Alcedo is a genus of birds in the kingfisher subfamily Alcedininae. The genus was introduced by the Swedish naturalist Carl Linnaeus in 1758 in the 10th edition of his Systema Naturae. The type species is the common kingfisher (Alcedo atthis). Alcedo is the Latin for "kingfisher".

==Species==
The genus contains the following eight species:

| Image | Scientific name | Common name | Distribution |
|---|---|---|---|
|  | Alcedo coerulescens | Cerulean kingfisher | Indonesia. |
|  | Alcedo euryzona | Javan blue-banded kingfisher | Java |
|  | Alcedo peninsulae | Malaysian blue-banded kingfisher | Myanmar, Malay Peninsula, Sumatra, southwestern Thailand and Borneo |
|  | Alcedo quadribrachys | Shining-blue kingfisher | Senegal and Gambia to west central Nigeria to Kenya, northwest Zambia and north Angola |
|  | Alcedo meninting | Blue-eared kingfisher | Indian subcontinent and Southeast Asia |
|  | Alcedo atthis | Common kingfisher | across Eurasia and North Africa |
|  | Alcedo semitorquata | Half-collared kingfisher | southern and eastern Africa. |
|  | Alcedo hercules | Blyth's kingfisher | China, Vietnam, Myanmar, Bhutan in northeastern India, and a vagrant in Bangladesh and eastern Nepal |

Unlike many kingfishers, all members of Alcedo are specialist fish-eaters.
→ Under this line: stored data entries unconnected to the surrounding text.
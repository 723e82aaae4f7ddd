//! Engine-related small types and handles.
//!
//! This module defines the command enum, the shared chunk type and the
//! playback info handle the transport reads for its status line.

use std::sync::{Arc, Mutex};

/// One broadcast unit. Shared, never mutated after emission, so a single
/// allocation serves every listener.
pub type Chunk = Arc<[u8]>;

/// Unique per-connection listener id handed out by the hub.
pub type ClientId = u64;

#[derive(Debug)]
pub enum EngineCmd {
    /// Start playback: advance to the next track, or resume if paused.
    Play,
    /// Freeze the current track at its byte offset. No-op when not playing.
    Pause,
    /// Continue a paused track. No-op when playing or idle.
    Resume,
    /// Force the next track, same path as a natural end-of-track.
    Skip,
    /// Quit the engine thread.
    Quit,
}

/// Runtime playback information shared with the transport layer.
#[derive(Debug, Clone, Default)]
pub struct PlaybackInfo {
    /// Currently playing track index in the playlist (if any).
    pub index: Option<usize>,
    /// Display label of the current track.
    pub display: Option<String>,
    /// Whether chunks are currently being emitted.
    pub playing: bool,
}

pub type PlaybackHandle = Arc<Mutex<PlaybackInfo>>;
use std::fs;

use tempfile::tempdir;

use super::*;
use crate::config::LibrarySettings;

#[test]
fn load_filters_non_audio_and_keeps_enumeration_order() {
    let dir = tempdir().unwrap();

    fs::write(dir.path().join("b.MP3"), b"not a real mp3").unwrap();
    fs::write(dir.path().join("a.ogg"), b"not a real ogg").unwrap();
    fs::write(dir.path().join("c.txt"), b"ignore me").unwrap();

    let tracks = load(dir.path(), &LibrarySettings::default()).unwrap();
    assert_eq!(tracks.len(), 2);
    // No sorting guarantee, but both audio files must be present.
    let mut names: Vec<&str> = tracks.iter().map(|t| t.display.as_str()).collect();
    names.sort_unstable();
    assert_eq!(names, vec!["a", "b"]);
}

#[test]
fn load_defaults_bitrate_when_probe_fails() {
    let dir = tempdir().unwrap();
    fs::write(dir.path().join("garbage.mp3"), b"not decodable").unwrap();

    let tracks = load(dir.path(), &LibrarySettings::default()).unwrap();
    assert_eq!(tracks.len(), 1);
    assert_eq!(tracks[0].bitrate_bps, DEFAULT_BITRATE_BPS);
}

#[test]
fn load_errors_on_missing_directory() {
    let dir = tempdir().unwrap();
    let missing = dir.path().join("does-not-exist");

    let err = load(&missing, &LibrarySettings::default());
    assert!(matches!(err, Err(CatalogError::Unreadable { .. })));
}

#[test]
fn load_respects_include_hidden_false() {
    let dir = tempdir().unwrap();
    fs::write(dir.path().join(".hidden.mp3"), b"not real").unwrap();
    fs::write(dir.path().join("visible.mp3"), b"not real").unwrap();

    let settings = LibrarySettings {
        include_hidden: false,
        ..LibrarySettings::default()
    };
    let tracks = load(dir.path(), &settings).unwrap();

    assert_eq!(tracks.len(), 1);
    assert_eq!(tracks[0].display, "visible");
}

#[test]
fn load_respects_recursive_false() {
    let dir = tempdir().unwrap();
    fs::write(dir.path().join("root.mp3"), b"not real").unwrap();
    let sub = dir.path().join("sub");
    fs::create_dir_all(&sub).unwrap();
    fs::write(sub.join("child.mp3"), b"not real").unwrap();

    let settings = LibrarySettings {
        recursive: false,
        ..LibrarySettings::default()
    };
    let tracks = load(dir.path(), &settings).unwrap();
    assert_eq!(tracks.len(), 1);
    assert_eq!(tracks[0].display, "root");
}

#[test]
fn load_respects_max_depth() {
    let dir = tempdir().unwrap();
    let d1 = dir.path().join("d1");
    let d2 = d1.join("d2");
    fs::create_dir_all(&d2).unwrap();
    fs::write(dir.path().join("root.mp3"), b"not real").unwrap();
    fs::write(d1.join("one.mp3"), b"not real").unwrap();
    fs::write(d2.join("two.mp3"), b"not real").unwrap();

    // WalkDir depth counts root as 0, children as 1, grandchildren as 2...
    // With max_depth=2 we should see root + d1/*, but not d1/d2/*.
    let settings = LibrarySettings {
        max_depth: Some(2),
        ..LibrarySettings::default()
    };
    let tracks = load(dir.path(), &settings).unwrap();

    let names: Vec<String> = tracks.iter().map(|t| t.display.clone()).collect();
    assert!(names.contains(&"root".to_string()));
    assert!(names.contains(&"one".to_string()));
    assert!(!names.contains(&"two".to_string()));
}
They all have some blue feathers on their upper-parts and most species have a black bill. Except for the cerulean kingfisher they all have some rufous in their plumage. The female generally has more red on the lower mandible than the male. The smallest species is the cerulean kingfisher which is around 13 cm in length; much the largest is Blyth's kingfisher with a length of 22 cm.

==Sources==
- Fry, C. Hilary (1992). "Kingfishers, Bee-eaters, and Rollers"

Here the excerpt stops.